───── MATERIAL SUPPLIED
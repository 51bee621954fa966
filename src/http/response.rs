//! Response mapping for translated requests.
//!
//! # Responsibilities
//! - Represent the terminal state of each request
//! - Map terminal states to protocol status codes
//!
//! # Design Decisions
//! - 404 means "not mine, try the next proxy"; 403 means "mine, stop here".
//!   Once a route claims a module, failures must never fall through to a
//!   public proxy.
//! - Bodies are streamed verbatim on success

use axum::{
    body::Body,
    http::{header, StatusCode},
    response::{IntoResponse, Response},
};
use bytes::Bytes;

/// Terminal state of a translated request.
#[derive(Debug, Clone, PartialEq, Eq)]
pub enum ProxyOutcome {
    /// Backend answered; body is returned verbatim.
    Served {
        body: Bytes,
        content_type: &'static str,
    },
    /// A route claimed the module but the request cannot be served.
    Rejected,
    /// No route claims the module, or the operation is not implemented.
    Unclaimed,
    /// The request path is not a module-fetch path.
    Malformed,
    /// Anything other than GET.
    MethodNotAllowed,
}

impl ProxyOutcome {
    /// Status code sent to the client.
    pub fn status(&self) -> StatusCode {
        match self {
            ProxyOutcome::Served { .. } => StatusCode::OK,
            ProxyOutcome::Rejected => StatusCode::FORBIDDEN,
            ProxyOutcome::Unclaimed => StatusCode::NOT_FOUND,
            ProxyOutcome::Malformed => StatusCode::BAD_REQUEST,
            ProxyOutcome::MethodNotAllowed => StatusCode::METHOD_NOT_ALLOWED,
        }
    }

    /// Short label for logs and metrics.
    pub fn label(&self) -> &'static str {
        match self {
            ProxyOutcome::Served { .. } => "served",
            ProxyOutcome::Rejected => "rejected",
            ProxyOutcome::Unclaimed => "unclaimed",
            ProxyOutcome::Malformed => "malformed",
            ProxyOutcome::MethodNotAllowed => "method_not_allowed",
        }
    }
}

impl IntoResponse for ProxyOutcome {
    fn into_response(self) -> Response {
        match self {
            ProxyOutcome::Served { body, content_type } => (
                StatusCode::OK,
                [(header::CONTENT_TYPE, content_type)],
                Body::from(body),
            )
                .into_response(),
            other => other.status().into_response(),
        }
    }
}
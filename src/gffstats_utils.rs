use anyhow::Context;
use std::fs::File;
use std::io::{BufRead, BufReader};
use std::path::Path;
use std::time::Duration;
use tracing::trace;

/// Type alias for a boxed line reader over a byte source. It is used to
/// allow the pipeline to consume local files and HTTP responses through
/// the same entry point.
pub type ByteSource = Box<dyn BufRead>;

/// Returns `true` when `source` names a remote resource. Explicit
/// protocol prefixes avoid confusing local paths for URLs.
pub fn is_url(source: &str) -> bool {
    source.starts_with("http://") || source.starts_with("https://")
}

/// Tests if the stream underlying the [BufRead] `reader` is gzipped or not
/// by examining the first 2 bytes for the magic header. This function
/// *requires*, but does not check, that none of the stream has yet been
/// consumed. It will fill the buffer to examine the first two bytes, but
/// will not consume them.
pub fn is_gzipped<T: BufRead>(reader: &mut T) -> std::io::Result<bool> {
    const GZIP_MAGIC_NUMBER: [u8; 2] = [0x1f, 0x8b];

    let src = reader.fill_buf()?;
    Ok(src.get(..2) == Some(&GZIP_MAGIC_NUMBER))
}

/// Opens a local file as a raw [`ByteSource`]. Compression is not
/// resolved here; the pipeline sniffs the magic bytes on the unconsumed
/// stream so local and remote sources share one decompression path.
pub fn source_from_path<P: AsRef<Path>>(path: P) -> anyhow::Result<ByteSource> {
    let path = path.as_ref();
    let file = File::open(path)
        .with_context(|| format!("cannot open GFF file {}", path.display()))?;
    trace!("opened local file {}", path.display());
    Ok(Box::new(BufReader::new(file)))
}

/// Fetches `url` with a blocking client and exposes the response body as
/// a raw [`ByteSource`]. The body is streamed, not buffered whole; there
/// is no overall request deadline because annotation files routinely take
/// minutes to stream, only a connect timeout.
pub fn source_from_url(url: &str) -> anyhow::Result<ByteSource> {
    let client = reqwest::blocking::Client::builder()
        .connect_timeout(Duration::from_secs(120))
        .timeout(None)
        .build()
        .context("cannot build HTTP client")?;
    let response = client
        .get(url)
        .send()
        .with_context(|| format!("request to {} failed", url))?
        .error_for_status()
        .with_context(|| format!("{} answered with an error status", url))?;
    trace!("streaming response body from {}", url);
    Ok(Box::new(BufReader::new(response)))
}

#[cfg(test)]
mod tests {
    use super::*;

    #[test]
    fn url_detection_requires_an_explicit_protocol() {
        assert!(is_url("https://ftp.example.org/genes.gff3.gz"));
        assert!(is_url("http://example.org/genes.gff3"));
        assert!(!is_url("ftp://example.org/genes.gff3"));
        assert!(!is_url("/data/genes.gff3"));
        assert!(!is_url("genes.gff3.gz"));
    }

    #[test]
    fn gzip_probe_reads_without_consuming() {
        let gzipped: &[u8] = &[0x1f, 0x8b, 0x08, 0x00];
        let mut rdr = BufReader::new(gzipped);
        assert!(is_gzipped(&mut rdr).unwrap());
        // the probe must leave the stream intact
        let mut first = [0u8; 2];
        std::io::Read::read_exact(&mut rdr, &mut first).unwrap();
        assert_eq!(first, [0x1f, 0x8b]);

        let plain: &[u8] = b"chr1\tsrc\tgene";
        let mut rdr = BufReader::new(plain);
        assert!(!is_gzipped(&mut rdr).unwrap());
    }
}
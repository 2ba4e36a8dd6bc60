use crate::gffstats_utils::{is_gzipped, is_url, source_from_path, source_from_url};
use crate::hierarchy::HierarchyBuilder;
use crate::interner::StringPool;
use crate::options::SummaryOptions;
use crate::reader::gff::parse_line;
use crate::report::Report;
use crate::stats::StatsAccumulator;
use anyhow::Context;
use flate2::bufread::MultiGzDecoder;
use std::io::{BufRead, BufReader};
use std::path::Path;
use tracing::{debug, info, warn};

/// Everything a run tolerated, skipped, or could not place. These
/// counters are surfaced on the summary value and logged; they are never
/// part of the serialized report, whose shape is fixed.
#[derive(Debug, Default, Clone, Copy, PartialEq, Eq)]
pub struct Diagnostics {
    /// Data lines that parsed into a feature record.
    pub records: u64,
    /// Comment, directive, and blank lines.
    pub comment_lines: u64,
    /// Lines skipped for too few columns or unparsable coordinates.
    pub malformed_lines: u64,
    /// Records dropped by the skip-type table before ingestion.
    pub skipped_types: u64,
    /// Top-level genes seen, classified or not.
    pub genes_total: u64,
    /// Genes with no structural children, excluded from every category.
    pub genes_unclassified: u64,
    /// Child attachments whose parent never appeared, plus parentless
    /// non-gene records.
    pub unresolved_features: u64,
}

/// The completed statistical summary of one GFF3 source.
///
/// Built in a single pass: lines are tokenized, the gene→transcript→
/// (exon|CDS) hierarchy is reconstructed with forward references resolved
/// as parents appear, genes are categorized once the stream is fully
/// drained, and every category metric is aggregated incrementally with
/// exact medians. Only stream-level failures abort a run; malformed lines
/// and unresolved references are counted in [`Diagnostics`] and skipped.
///
/// ```no_run
/// use gffstats::GffSummary;
///
/// let summary = GffSummary::from_path("annotation.gff3.gz")?;
/// println!("{}", serde_json::to_string_pretty(&summary.report)?);
/// # anyhow::Ok(())
/// ```
#[derive(Debug)]
pub struct GffSummary {
    pub report: Report,
    pub diagnostics: Diagnostics,
}

impl GffSummary {
    /// Summarizes a local path or an `http(s)://` URL, dispatching on the
    /// protocol prefix.
    pub fn from_source(source: &str, opts: &SummaryOptions) -> anyhow::Result<GffSummary> {
        if is_url(source) {
            info!("fetching from URL: {}", source);
            GffSummary::from_reader(source_from_url(source)?, opts)
        } else {
            info!("reading local file: {}", source);
            GffSummary::from_reader(source_from_path(source)?, opts)
        }
    }

    pub fn from_path<P: AsRef<Path>>(path: P) -> anyhow::Result<GffSummary> {
        GffSummary::from_reader(source_from_path(path)?, &SummaryOptions::default())
    }

    pub fn from_url(url: &str) -> anyhow::Result<GffSummary> {
        GffSummary::from_reader(source_from_url(url)?, &SummaryOptions::default())
    }

    /// Summarizes an arbitrary byte stream, auto-detecting gzip from the
    /// magic bytes on the unconsumed reader.
    pub fn from_reader<R: BufRead>(mut rdr: R, opts: &SummaryOptions) -> anyhow::Result<GffSummary> {
        if opts.force_gzip || is_gzipped(&mut rdr).context("cannot probe stream head")? {
            info!("auto-detected gzipped input - reading via decompression");
            GffSummary::summarize_lines(BufReader::new(MultiGzDecoder::new(rdr)), opts)
        } else {
            GffSummary::summarize_lines(rdr, opts)
        }
    }

    fn summarize_lines<R: BufRead>(
        mut rdr: R,
        opts: &SummaryOptions,
    ) -> anyhow::Result<GffSummary> {
        let mut pool = StringPool::new();
        let mut builder = HierarchyBuilder::new();
        let mut diagnostics = Diagnostics::default();

        // read_until instead of lines(): a stray non-UTF-8 byte in a free
        // text attribute must not abort the stream
        let mut buf: Vec<u8> = Vec::with_capacity(1024);
        let mut line_no = 0u64;
        loop {
            buf.clear();
            let n = rdr
                .read_until(b'\n', &mut buf)
                .with_context(|| format!("stream failed after line {}", line_no))?;
            if n == 0 {
                break;
            }
            line_no += 1;
            let line = String::from_utf8_lossy(&buf);
            // an embedded sequence section ends the annotation body
            if line.starts_with("##FASTA") {
                debug!("hit ##FASTA directive at line {}; stopping", line_no);
                break;
            }
            match parse_line(&line, &mut pool) {
                Ok(Some(rec)) => {
                    if opts.skip_types.contains(pool.resolve(rec.ty)) {
                        diagnostics.skipped_types += 1;
                        continue;
                    }
                    diagnostics.records += 1;
                    builder.ingest(&rec);
                }
                Ok(None) => diagnostics.comment_lines += 1,
                Err(e) => {
                    diagnostics.malformed_lines += 1;
                    debug!("skipping malformed line {}: {}", line_no, e);
                }
            }
        }

        if diagnostics.malformed_lines > 0 {
            warn!(
                "{} malformed lines were skipped; enable debug logging for details",
                diagnostics.malformed_lines
            );
        }

        // the stream is fully drained; only now is categorization safe
        let hierarchy = builder.finalize(&pool);
        diagnostics.unresolved_features = hierarchy.unresolved_features;
        diagnostics.genes_total = hierarchy.genes.len() as u64;

        let mut acc = StatsAccumulator::new();
        for (gene_idx, gene) in hierarchy.genes.iter().enumerate() {
            let Some(category) = gene.category else {
                diagnostics.genes_unclassified += 1;
                continue;
            };
            acc.record_gene(category, gene);
            for &tx_idx in &gene.transcripts {
                acc.record_transcript(category, gene_idx, &hierarchy.transcripts[tx_idx]);
            }
        }

        if diagnostics.genes_total == 0 {
            warn!("no gene records found; emitting an all-zero report");
        }
        info!(
            "finished parsing: {} records, {} comment lines, {} malformed, {} skipped by type",
            diagnostics.records,
            diagnostics.comment_lines,
            diagnostics.malformed_lines,
            diagnostics.skipped_types
        );
        debug!("interned {} distinct strings", pool.len());

        Ok(GffSummary {
            report: acc.finalize(&pool),
            diagnostics,
        })
    }
}

#[cfg(test)]
mod tests {
    use super::*;

    const SMALL_GFF: &[u8] = b"##gff-version 3\n\
chr1\thavana\tgene\t10\t500\t.\t+\t.\tID=g1;biotype=protein_coding\n\
chr1\thavana\tmRNA\t10\t500\t.\t+\t.\tID=t1;Parent=g1\n\
chr1\thavana\texon\t10\t109\t.\t+\t.\tParent=t1\n\
chr1\thavana\tCDS\t20\t100\t.\t+\t0\tParent=t1\n";

    #[test]
    fn summarizes_a_small_stream() {
        let summary =
            GffSummary::from_reader(SMALL_GFF, &SummaryOptions::default()).unwrap();
        assert_eq!(summary.report.coding_genes.count, 1);
        assert_eq!(summary.report.coding_genes.transcripts.count, 1);
        assert_eq!(summary.diagnostics.records, 4);
        assert_eq!(summary.diagnostics.comment_lines, 1);
        assert_eq!(summary.diagnostics.malformed_lines, 0);
    }

    #[test]
    fn empty_input_yields_a_well_formed_zero_report() {
        let summary =
            GffSummary::from_reader(&b"##gff-version 3\n"[..], &SummaryOptions::default())
                .unwrap();
        assert_eq!(summary.report.coding_genes.count, 0);
        assert_eq!(summary.report.non_coding_genes.count, 0);
        assert_eq!(summary.report.pseudogenes.count, 0);
        assert!(summary.report.coding_genes.length_stats.min.is_none());
        assert_eq!(summary.diagnostics.genes_total, 0);
    }

    #[test]
    fn skip_types_are_counted_not_ingested() {
        let gff = b"chr1\tsrc\tregion\t1\t1000000\t.\t+\t.\tID=chr1\n\
chr1\tsrc\tgene\t10\t500\t.\t+\t.\tID=g1\n";
        let summary = GffSummary::from_reader(&gff[..], &SummaryOptions::default()).unwrap();
        assert_eq!(summary.diagnostics.skipped_types, 1);
        assert_eq!(summary.diagnostics.records, 1);
    }

    #[test]
    fn embedded_fasta_section_ends_the_annotation_body() {
        let gff = b"chr1\tsrc\tgene\t10\t500\t.\t+\t.\tID=g1\n\
##FASTA\n\
>chr1\n\
ACGTACGTACGT\n";
        let summary = GffSummary::from_reader(&gff[..], &SummaryOptions::default()).unwrap();
        assert_eq!(summary.diagnostics.records, 1);
        assert_eq!(summary.diagnostics.malformed_lines, 0);
    }

    #[test]
    fn invalid_utf8_does_not_abort_the_stream() {
        let mut gff = Vec::new();
        gff.extend_from_slice(b"chr1\tsrc\tgene\t10\t500\t.\t+\t.\tID=g1;note=\xff\xfe\n");
        gff.extend_from_slice(b"chr1\tsrc\tmRNA\t10\t500\t.\t+\t.\tID=t1;Parent=g1\n");
        gff.extend_from_slice(b"chr1\tsrc\texon\t10\t109\t.\t+\t.\tParent=t1\n");
        let summary =
            GffSummary::from_reader(&gff[..], &SummaryOptions::default()).unwrap();
        assert_eq!(summary.diagnostics.records, 3);
        assert_eq!(summary.report.non_coding_genes.count, 1);
    }
}
pub mod gff;
pub use gff::FeatureKind;
pub use gff::FeatureRecord;
pub use gff::MalformedLineError;
pub use gff::Strand;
──────────
(THE PROBLEM) For this exercise, copy every line of the data that holds "anyhow".

(OUTPUT OF THE EXERCISE)
use anyhow::Context;
pub fn source_from_path<P: AsRef<Path>>(path: P) -> anyhow::Result<ByteSource> {
pub fn source_from_url(url: &str) -> anyhow::Result<ByteSource> {
use anyhow::Context;
/// # anyhow::Ok(())
    pub fn from_source(source: &str, opts: &SummaryOptions) -> anyhow::Result<GffSummary> {
    pub fn from_path<P: AsRef<Path>>(path: P) -> anyhow::Result<GffSummary> {
    pub fn from_url(url: &str) -> anyhow::Result<GffSummary> {
    pub fn from_reader<R: BufRead>(mut rdr: R, opts: &SummaryOptions) -> anyhow::Result<GffSummary> {
    ) -> anyhow::Result<GffSummary> {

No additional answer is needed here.